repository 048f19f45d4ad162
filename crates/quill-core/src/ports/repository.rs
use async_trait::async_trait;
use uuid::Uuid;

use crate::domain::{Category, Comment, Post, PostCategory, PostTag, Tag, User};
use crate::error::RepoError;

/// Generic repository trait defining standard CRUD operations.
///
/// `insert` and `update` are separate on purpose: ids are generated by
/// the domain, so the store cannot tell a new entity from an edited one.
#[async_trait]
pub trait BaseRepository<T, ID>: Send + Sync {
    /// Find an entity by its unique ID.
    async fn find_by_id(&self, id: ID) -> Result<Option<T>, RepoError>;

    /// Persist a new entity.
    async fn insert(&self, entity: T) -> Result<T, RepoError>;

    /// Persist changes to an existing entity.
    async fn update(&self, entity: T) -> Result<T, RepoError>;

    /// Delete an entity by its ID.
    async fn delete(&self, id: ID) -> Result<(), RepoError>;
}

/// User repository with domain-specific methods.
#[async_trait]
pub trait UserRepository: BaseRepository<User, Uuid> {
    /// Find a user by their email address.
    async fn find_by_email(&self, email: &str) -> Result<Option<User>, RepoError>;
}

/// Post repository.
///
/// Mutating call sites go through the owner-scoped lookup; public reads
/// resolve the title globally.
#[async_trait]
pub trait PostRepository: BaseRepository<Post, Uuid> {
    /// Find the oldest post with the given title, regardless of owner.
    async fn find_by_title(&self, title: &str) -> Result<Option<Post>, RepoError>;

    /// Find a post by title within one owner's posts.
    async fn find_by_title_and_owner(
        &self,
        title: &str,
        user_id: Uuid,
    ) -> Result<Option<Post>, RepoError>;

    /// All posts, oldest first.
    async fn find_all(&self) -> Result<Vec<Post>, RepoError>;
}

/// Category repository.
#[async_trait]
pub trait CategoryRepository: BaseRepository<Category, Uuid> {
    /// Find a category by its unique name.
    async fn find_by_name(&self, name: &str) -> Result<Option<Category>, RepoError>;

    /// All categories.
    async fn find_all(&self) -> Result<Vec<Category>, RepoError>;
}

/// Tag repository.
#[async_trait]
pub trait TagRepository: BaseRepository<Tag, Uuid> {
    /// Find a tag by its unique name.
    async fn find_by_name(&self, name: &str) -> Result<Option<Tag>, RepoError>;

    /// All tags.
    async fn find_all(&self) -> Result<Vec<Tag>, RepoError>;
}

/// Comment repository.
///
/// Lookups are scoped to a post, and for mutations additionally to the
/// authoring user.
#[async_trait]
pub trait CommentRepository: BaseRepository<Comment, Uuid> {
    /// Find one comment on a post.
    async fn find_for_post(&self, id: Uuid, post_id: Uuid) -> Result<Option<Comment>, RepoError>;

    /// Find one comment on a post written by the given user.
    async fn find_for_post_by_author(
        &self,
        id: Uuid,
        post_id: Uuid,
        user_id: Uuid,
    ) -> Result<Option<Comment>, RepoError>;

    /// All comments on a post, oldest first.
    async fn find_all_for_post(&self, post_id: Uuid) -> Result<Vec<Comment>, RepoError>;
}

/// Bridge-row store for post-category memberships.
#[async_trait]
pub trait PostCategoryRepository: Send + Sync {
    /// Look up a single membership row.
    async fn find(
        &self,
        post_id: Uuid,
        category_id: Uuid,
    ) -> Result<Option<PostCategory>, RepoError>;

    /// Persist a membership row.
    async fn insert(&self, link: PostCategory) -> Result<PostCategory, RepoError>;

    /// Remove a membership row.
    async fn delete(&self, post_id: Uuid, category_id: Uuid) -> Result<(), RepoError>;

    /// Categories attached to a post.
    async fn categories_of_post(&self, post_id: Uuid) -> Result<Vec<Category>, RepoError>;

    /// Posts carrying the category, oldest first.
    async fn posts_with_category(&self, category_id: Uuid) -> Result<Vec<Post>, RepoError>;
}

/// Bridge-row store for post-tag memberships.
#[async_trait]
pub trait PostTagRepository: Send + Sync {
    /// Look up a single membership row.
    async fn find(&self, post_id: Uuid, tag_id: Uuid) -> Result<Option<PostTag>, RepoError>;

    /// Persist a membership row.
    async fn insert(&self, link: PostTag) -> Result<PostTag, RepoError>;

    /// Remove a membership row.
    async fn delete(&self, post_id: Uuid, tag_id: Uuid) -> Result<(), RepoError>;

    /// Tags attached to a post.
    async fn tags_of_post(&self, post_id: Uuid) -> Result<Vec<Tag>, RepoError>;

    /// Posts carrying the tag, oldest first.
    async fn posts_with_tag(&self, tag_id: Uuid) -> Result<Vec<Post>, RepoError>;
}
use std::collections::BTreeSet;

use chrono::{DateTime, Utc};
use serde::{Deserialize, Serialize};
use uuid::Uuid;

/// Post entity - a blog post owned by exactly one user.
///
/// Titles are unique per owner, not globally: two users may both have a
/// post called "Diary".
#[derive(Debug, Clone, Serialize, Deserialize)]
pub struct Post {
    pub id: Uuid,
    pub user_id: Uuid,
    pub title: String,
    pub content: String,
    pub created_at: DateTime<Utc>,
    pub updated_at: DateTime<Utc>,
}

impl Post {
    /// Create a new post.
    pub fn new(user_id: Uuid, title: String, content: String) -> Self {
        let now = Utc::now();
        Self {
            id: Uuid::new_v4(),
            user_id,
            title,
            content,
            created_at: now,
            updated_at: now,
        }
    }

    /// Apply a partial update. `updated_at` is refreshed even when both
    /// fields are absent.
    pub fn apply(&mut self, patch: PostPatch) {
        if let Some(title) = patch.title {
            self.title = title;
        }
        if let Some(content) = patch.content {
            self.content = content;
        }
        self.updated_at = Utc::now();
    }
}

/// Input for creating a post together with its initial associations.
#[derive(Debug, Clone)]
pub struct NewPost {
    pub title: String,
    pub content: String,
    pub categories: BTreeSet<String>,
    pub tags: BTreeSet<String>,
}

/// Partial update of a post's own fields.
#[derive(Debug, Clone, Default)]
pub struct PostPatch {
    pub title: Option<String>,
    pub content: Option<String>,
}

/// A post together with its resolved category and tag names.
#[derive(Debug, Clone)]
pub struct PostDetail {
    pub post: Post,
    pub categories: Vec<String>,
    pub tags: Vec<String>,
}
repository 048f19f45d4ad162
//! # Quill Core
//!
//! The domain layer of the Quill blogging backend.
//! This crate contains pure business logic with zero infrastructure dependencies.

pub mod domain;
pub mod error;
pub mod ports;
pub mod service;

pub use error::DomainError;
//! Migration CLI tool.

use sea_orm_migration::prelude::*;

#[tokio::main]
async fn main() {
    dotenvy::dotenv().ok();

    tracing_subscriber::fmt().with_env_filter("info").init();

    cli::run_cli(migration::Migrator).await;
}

________________

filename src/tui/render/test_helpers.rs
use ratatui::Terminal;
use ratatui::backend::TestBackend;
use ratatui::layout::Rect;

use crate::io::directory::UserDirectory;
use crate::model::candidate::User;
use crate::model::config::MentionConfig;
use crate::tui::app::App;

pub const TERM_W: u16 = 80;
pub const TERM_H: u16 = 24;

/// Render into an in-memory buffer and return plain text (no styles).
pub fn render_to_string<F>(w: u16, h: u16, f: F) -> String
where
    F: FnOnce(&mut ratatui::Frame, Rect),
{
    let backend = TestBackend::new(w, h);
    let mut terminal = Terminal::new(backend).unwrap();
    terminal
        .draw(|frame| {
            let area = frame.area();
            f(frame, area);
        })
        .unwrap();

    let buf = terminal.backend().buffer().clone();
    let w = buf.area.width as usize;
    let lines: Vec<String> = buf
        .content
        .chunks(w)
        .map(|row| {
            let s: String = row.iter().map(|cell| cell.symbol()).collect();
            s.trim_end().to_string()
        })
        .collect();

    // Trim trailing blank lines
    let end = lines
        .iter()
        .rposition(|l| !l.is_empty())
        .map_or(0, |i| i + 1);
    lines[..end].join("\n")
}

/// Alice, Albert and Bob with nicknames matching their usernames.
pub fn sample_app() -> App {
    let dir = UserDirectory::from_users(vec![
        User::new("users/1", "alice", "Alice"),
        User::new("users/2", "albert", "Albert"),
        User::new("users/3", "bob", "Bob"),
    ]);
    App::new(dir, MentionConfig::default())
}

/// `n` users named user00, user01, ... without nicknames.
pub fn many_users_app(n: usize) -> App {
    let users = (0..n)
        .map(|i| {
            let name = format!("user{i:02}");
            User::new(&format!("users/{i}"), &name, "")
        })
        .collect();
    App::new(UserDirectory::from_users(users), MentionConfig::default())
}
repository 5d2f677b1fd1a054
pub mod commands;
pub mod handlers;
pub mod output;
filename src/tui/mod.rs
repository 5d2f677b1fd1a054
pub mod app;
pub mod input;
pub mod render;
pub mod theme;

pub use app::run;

________________

## [Directions for this task]
In the listing above, the lines from the one containing "async fn update(&self, entity: T)" through the one containing "pub trait CategoryRepository: BaseRepository<Category, Uuid>" must be set down exactly, with no other lines.

## [Completed task]
    async fn update(&self, entity: T) -> Result<T, RepoError>;

    /// Delete an entity by its ID.
    async fn delete(&self, id: ID) -> Result<(), RepoError>;
}

/// User repository with domain-specific methods.
#[async_trait]
pub trait UserRepository: BaseRepository<User, Uuid> {
    /// Find a user by their email address.
    async fn find_by_email(&self, email: &str) -> Result<Option<User>, RepoError>;
}

/// Post repository.
///
/// Mutating call sites go through the owner-scoped lookup; public reads
/// resolve the title globally.
#[async_trait]
pub trait PostRepository: BaseRepository<Post, Uuid> {
    /// Find the oldest post with the given title, regardless of owner.
    async fn find_by_title(&self, title: &str) -> Result<Option<Post>, RepoError>;

    /// Find a post by title within one owner's posts.
    async fn find_by_title_and_owner(
        &self,
        title: &str,
        user_id: Uuid,
    ) -> Result<Option<Post>, RepoError>;

    /// All posts, oldest first.
    async fn find_all(&self) -> Result<Vec<Post>, RepoError>;
}

/// Category repository.
#[async_trait]
pub trait CategoryRepository: BaseRepository<Category, Uuid> {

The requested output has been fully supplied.